Stored entries
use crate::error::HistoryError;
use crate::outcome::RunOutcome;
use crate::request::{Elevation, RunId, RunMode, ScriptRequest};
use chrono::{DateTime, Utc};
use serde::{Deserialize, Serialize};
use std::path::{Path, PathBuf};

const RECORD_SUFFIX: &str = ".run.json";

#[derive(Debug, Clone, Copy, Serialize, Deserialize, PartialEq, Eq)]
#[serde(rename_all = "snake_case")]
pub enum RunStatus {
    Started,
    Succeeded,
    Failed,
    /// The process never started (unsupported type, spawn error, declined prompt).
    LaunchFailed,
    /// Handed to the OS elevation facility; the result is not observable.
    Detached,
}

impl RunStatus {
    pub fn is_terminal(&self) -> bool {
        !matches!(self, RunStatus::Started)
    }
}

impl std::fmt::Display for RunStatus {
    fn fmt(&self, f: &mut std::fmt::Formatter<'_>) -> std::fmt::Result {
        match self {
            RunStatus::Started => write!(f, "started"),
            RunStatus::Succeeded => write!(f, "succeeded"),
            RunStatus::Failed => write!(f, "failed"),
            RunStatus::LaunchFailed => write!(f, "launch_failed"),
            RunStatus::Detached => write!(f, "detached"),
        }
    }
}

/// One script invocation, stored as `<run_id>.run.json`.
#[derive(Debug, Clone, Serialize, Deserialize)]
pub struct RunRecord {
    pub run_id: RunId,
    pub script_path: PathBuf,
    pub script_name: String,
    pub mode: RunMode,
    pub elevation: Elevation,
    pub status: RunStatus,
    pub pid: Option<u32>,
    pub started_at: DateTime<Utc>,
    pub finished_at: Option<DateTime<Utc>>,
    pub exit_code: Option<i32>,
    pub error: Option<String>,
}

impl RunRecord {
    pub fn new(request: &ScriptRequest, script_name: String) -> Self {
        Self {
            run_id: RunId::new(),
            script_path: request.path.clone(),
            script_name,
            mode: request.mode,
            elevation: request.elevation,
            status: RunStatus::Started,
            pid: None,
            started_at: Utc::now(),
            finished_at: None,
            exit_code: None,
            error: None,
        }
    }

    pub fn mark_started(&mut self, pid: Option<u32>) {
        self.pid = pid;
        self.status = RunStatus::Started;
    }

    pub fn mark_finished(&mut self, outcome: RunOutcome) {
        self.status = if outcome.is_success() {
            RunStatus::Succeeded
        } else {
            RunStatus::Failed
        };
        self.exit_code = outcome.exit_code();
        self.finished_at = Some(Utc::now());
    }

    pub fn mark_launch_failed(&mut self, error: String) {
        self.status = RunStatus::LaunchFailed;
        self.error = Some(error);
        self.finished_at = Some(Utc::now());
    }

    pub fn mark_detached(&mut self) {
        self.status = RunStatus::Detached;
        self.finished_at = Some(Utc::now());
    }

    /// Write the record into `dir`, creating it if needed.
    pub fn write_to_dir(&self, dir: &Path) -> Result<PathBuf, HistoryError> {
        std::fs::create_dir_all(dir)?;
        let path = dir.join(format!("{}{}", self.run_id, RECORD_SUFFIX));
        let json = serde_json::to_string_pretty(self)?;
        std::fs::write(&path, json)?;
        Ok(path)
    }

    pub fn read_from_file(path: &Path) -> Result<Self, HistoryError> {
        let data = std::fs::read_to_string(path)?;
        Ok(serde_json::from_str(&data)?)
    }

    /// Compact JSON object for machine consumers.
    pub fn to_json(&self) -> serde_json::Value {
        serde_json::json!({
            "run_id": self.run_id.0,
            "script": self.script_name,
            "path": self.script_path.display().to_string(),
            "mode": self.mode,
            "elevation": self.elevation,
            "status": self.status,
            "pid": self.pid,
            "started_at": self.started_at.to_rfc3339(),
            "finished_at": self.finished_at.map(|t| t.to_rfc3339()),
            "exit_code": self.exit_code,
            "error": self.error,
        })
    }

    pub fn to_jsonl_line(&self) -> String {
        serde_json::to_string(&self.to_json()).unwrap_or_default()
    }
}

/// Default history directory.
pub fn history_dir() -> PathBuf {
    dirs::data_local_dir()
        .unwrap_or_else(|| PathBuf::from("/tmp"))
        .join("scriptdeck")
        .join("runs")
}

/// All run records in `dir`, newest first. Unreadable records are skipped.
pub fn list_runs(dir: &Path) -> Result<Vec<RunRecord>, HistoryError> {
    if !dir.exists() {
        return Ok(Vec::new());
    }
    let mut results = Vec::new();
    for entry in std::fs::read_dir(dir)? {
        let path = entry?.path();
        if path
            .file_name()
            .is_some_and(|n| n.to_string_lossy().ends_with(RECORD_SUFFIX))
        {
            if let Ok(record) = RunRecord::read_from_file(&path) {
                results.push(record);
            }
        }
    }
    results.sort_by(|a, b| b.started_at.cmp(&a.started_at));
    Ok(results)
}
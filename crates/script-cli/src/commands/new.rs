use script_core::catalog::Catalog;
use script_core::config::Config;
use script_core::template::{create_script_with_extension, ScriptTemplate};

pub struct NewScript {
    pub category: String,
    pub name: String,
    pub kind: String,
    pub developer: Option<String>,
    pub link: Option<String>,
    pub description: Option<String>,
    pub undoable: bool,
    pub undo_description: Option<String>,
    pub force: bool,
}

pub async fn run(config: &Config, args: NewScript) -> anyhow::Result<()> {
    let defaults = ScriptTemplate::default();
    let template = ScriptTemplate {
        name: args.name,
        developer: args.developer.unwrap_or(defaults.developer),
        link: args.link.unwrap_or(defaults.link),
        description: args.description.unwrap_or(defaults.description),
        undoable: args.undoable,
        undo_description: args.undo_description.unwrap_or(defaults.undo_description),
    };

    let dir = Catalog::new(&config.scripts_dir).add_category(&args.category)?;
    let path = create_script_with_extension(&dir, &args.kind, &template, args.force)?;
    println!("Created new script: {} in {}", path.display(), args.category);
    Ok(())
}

...

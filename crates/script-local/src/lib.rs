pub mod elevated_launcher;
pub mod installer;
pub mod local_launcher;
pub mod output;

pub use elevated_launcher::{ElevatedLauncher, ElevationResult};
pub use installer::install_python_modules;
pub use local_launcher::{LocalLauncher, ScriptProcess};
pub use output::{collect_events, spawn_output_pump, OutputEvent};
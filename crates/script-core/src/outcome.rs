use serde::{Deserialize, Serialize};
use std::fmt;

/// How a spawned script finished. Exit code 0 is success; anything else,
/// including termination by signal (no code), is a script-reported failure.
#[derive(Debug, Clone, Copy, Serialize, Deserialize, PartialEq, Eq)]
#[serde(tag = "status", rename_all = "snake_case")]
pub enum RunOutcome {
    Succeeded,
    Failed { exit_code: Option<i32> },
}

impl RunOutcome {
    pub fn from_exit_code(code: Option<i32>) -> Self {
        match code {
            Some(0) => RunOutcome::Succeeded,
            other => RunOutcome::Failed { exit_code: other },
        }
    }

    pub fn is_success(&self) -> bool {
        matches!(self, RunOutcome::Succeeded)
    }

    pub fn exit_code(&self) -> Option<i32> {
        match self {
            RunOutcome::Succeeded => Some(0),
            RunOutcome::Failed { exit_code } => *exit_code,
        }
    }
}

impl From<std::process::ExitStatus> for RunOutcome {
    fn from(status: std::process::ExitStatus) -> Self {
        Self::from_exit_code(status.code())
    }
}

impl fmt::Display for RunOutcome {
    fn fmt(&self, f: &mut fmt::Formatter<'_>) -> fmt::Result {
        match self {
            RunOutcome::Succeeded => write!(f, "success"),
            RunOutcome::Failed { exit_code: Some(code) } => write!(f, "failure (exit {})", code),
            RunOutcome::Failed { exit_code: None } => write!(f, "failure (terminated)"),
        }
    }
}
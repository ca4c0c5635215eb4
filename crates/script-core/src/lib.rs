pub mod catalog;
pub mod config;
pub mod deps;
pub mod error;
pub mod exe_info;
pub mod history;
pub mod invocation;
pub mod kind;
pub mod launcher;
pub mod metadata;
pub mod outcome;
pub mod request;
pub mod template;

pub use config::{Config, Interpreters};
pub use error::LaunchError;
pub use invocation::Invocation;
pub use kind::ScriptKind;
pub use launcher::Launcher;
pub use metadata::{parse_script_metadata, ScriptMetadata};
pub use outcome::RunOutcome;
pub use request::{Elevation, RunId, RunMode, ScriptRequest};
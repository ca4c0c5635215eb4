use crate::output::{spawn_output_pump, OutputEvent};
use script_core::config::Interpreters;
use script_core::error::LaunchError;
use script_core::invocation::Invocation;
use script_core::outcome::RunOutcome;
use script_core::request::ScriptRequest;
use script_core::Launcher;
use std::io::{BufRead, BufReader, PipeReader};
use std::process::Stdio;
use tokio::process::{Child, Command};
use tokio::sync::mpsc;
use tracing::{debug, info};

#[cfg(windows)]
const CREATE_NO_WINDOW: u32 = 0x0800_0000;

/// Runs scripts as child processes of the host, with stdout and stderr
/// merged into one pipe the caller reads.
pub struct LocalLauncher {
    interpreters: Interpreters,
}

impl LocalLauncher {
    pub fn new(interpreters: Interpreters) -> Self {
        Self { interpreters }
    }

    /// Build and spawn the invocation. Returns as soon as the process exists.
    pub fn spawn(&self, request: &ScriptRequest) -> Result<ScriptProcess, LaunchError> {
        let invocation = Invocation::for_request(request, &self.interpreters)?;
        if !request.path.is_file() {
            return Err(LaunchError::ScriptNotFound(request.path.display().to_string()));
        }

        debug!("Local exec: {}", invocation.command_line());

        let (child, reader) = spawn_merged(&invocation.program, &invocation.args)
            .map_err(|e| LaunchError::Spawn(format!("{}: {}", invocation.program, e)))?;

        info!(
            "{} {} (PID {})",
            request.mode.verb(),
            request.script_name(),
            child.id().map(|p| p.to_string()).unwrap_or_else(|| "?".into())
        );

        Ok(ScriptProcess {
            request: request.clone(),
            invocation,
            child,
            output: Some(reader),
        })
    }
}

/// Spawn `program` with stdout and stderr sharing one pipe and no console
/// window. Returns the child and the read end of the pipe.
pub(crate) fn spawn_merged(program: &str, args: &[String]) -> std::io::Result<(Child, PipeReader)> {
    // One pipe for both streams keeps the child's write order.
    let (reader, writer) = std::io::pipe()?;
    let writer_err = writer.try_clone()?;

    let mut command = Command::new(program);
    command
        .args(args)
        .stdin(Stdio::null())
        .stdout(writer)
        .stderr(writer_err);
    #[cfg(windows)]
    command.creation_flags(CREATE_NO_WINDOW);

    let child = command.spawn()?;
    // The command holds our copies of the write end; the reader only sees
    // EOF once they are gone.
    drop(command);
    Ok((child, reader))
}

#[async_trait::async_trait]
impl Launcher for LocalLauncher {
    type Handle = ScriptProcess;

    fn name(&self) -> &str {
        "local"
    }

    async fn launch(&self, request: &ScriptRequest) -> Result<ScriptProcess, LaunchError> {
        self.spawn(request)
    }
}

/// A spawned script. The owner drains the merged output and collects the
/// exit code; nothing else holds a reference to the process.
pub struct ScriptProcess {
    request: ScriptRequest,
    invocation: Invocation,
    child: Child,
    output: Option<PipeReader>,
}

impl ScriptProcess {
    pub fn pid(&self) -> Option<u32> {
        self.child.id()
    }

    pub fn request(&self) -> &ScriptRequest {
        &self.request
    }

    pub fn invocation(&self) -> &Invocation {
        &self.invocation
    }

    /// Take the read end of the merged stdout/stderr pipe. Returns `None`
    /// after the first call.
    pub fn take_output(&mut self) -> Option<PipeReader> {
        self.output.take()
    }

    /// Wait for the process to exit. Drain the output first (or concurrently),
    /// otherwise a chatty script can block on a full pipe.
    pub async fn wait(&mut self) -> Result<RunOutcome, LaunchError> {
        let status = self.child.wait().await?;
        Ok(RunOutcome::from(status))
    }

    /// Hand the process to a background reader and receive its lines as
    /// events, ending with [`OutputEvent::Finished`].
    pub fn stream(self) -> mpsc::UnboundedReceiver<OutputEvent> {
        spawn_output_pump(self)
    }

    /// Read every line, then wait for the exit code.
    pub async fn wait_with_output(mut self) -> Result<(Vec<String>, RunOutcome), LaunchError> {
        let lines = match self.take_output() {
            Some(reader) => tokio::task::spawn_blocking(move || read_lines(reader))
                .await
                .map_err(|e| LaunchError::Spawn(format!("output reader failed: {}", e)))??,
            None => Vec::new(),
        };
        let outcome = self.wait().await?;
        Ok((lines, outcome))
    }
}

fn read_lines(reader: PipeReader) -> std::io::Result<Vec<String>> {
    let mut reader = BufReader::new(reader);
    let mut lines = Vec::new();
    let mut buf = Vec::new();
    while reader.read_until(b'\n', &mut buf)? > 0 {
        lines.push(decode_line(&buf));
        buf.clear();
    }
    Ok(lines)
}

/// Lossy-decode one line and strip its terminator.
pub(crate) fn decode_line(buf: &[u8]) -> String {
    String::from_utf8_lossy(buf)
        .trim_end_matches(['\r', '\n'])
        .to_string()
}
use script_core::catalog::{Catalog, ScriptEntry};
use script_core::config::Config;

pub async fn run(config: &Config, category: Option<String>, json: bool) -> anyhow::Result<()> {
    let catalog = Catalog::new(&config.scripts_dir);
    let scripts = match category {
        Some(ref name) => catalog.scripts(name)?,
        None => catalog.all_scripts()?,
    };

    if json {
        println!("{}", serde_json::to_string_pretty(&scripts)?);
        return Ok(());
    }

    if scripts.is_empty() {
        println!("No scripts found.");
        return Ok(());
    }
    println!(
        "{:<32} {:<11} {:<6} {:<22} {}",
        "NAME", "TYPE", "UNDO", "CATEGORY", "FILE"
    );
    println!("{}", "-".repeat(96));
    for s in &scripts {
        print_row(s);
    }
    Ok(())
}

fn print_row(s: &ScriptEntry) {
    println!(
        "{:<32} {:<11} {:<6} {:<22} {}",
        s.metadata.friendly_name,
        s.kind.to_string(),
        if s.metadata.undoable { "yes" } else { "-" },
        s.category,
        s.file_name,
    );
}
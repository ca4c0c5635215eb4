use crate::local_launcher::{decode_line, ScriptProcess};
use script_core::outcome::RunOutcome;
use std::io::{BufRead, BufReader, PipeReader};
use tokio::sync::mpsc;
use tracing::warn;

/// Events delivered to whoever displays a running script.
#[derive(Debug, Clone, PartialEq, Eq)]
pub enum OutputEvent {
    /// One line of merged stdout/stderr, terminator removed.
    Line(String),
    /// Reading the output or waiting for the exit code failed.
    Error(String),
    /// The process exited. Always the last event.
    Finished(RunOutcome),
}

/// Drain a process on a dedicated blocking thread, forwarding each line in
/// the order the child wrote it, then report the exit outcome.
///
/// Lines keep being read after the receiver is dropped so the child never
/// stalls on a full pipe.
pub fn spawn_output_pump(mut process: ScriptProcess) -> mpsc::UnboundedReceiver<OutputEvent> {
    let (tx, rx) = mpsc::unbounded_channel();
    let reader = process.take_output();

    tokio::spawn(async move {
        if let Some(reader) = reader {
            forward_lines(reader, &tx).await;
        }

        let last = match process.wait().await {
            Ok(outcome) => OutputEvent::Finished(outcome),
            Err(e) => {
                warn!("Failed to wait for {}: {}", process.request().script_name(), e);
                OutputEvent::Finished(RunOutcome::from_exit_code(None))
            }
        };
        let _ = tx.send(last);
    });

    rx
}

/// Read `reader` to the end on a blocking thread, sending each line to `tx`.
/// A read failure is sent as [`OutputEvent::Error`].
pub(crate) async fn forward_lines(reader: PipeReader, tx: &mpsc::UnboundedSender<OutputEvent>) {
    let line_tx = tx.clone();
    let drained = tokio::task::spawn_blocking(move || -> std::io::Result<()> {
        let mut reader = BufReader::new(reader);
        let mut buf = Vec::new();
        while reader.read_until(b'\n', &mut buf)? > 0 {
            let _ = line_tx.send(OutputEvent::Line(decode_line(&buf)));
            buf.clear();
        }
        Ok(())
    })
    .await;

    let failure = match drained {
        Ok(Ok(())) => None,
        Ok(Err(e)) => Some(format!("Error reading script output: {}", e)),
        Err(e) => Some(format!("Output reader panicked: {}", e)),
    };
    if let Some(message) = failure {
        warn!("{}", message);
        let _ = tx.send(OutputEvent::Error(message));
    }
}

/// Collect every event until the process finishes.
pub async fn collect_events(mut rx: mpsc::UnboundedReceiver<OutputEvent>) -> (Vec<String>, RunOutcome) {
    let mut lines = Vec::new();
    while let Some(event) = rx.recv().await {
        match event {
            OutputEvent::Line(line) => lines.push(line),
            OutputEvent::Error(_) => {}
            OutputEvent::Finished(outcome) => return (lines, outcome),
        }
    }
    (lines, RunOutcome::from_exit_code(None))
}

...

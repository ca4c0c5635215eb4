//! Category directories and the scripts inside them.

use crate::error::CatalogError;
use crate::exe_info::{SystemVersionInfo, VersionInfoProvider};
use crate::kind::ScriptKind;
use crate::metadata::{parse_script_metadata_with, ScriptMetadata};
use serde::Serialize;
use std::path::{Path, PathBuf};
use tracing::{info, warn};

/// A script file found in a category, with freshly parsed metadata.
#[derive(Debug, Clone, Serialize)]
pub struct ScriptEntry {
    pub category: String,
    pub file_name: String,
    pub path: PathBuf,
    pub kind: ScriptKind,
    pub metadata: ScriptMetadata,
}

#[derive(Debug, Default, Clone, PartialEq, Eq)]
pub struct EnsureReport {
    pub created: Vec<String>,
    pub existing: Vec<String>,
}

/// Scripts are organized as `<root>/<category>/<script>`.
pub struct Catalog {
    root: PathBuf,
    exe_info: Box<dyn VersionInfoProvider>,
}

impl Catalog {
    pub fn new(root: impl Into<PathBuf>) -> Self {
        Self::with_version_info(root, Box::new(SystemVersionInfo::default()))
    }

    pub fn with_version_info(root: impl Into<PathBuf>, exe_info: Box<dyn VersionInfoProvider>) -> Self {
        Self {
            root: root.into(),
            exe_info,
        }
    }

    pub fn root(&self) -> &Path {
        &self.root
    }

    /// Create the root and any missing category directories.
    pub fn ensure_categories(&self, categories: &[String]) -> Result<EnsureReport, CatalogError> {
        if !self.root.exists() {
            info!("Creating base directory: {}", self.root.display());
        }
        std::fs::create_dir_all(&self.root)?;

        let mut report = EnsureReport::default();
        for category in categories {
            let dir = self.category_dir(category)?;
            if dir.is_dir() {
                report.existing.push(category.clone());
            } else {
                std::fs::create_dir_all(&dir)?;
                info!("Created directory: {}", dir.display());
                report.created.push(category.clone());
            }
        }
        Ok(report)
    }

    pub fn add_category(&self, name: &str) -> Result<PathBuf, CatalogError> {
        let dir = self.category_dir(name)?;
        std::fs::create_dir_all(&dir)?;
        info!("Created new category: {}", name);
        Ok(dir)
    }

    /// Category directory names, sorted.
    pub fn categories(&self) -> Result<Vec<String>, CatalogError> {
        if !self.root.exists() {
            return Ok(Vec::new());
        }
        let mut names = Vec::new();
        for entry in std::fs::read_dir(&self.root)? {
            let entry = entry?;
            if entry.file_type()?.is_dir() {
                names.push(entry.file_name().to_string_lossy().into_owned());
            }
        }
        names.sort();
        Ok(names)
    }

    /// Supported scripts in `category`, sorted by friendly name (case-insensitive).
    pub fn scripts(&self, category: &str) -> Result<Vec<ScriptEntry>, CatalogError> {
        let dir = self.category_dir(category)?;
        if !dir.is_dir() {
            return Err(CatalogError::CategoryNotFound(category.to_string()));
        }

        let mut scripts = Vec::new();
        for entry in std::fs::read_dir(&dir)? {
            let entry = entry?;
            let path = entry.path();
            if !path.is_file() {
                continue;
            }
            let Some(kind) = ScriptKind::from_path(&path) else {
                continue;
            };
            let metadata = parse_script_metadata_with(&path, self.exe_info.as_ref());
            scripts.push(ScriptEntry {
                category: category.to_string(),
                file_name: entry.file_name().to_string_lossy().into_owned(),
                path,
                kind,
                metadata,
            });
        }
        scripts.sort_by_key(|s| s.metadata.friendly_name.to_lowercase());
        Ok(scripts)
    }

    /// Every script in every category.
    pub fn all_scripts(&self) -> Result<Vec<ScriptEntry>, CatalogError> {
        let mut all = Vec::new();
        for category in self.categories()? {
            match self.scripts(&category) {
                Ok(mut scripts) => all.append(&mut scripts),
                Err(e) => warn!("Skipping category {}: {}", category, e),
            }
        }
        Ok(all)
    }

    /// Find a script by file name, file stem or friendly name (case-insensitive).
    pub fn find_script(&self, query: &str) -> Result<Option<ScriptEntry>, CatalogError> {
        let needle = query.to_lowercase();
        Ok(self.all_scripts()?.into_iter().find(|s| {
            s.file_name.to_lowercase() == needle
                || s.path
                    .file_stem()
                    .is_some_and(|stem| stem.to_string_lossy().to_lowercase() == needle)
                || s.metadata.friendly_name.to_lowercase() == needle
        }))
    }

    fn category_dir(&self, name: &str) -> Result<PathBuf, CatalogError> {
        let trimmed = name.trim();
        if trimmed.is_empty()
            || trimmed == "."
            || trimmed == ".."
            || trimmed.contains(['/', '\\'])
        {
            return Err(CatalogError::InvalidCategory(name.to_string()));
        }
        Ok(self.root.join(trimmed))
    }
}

### Exercise description
Among the lines in the data above, find those containing "link" and give only how many there are.

### Answer box
2